Caribbean Music In The United Kingdom
Large-scale Caribbean migration to England began in 1948. The Empire Windrush carried almost 500 passengers from Jamaica, including Lord Kitchener, a calypso singer from Trinidad. By chance, a local newsreel company filmed him singing "London Is The Place For Me" as he got off the ship. In 2002, London Is The Place For Me: Trinidadian Calypso, 1950-1956 was finally released in Britain. The 1951 Festival of Britain brought the Trinidad All Steel Percussion Orchestra (TAPSO) and Roaring Lion to public attention.
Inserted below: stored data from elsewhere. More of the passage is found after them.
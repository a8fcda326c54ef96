pub mod app_state;
pub mod auth;
pub mod config;
pub mod constants;
pub mod db;
pub mod errors;
pub mod graphql;
pub mod handlers;
pub mod middleware;
pub mod models;
pub mod repositories;
pub mod services;

#[cfg(test)]
pub mod test_utils;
The smart set in Oxford and Cambridge adopted both calypso and steelband for debutante parties. In 1959, Trinidadian Claudia Jones started the Notting Hill Carnival. They brought Mighty Sparrow and others directly from Trinidad. Edric Connor had arrived in England from Trinidad in 1944. He starred in a West End musical called "Calypso" in 1948. A white Danish duo, Nina & Frederik, recorded several calypsos from 1958 to 1962, scoring in the charts. Cy Grant (from Guyana) sang a song by Lord Kitchener in the TV drama A Man From the Sun in 1956. It told the story of Caribbean migrants. From 1957 to 1960, Grant sang calypsos on the BBC TV news programme Tonight. In 1962. English comedian Bernard Cribbins had a hit with "Gossip Calypso".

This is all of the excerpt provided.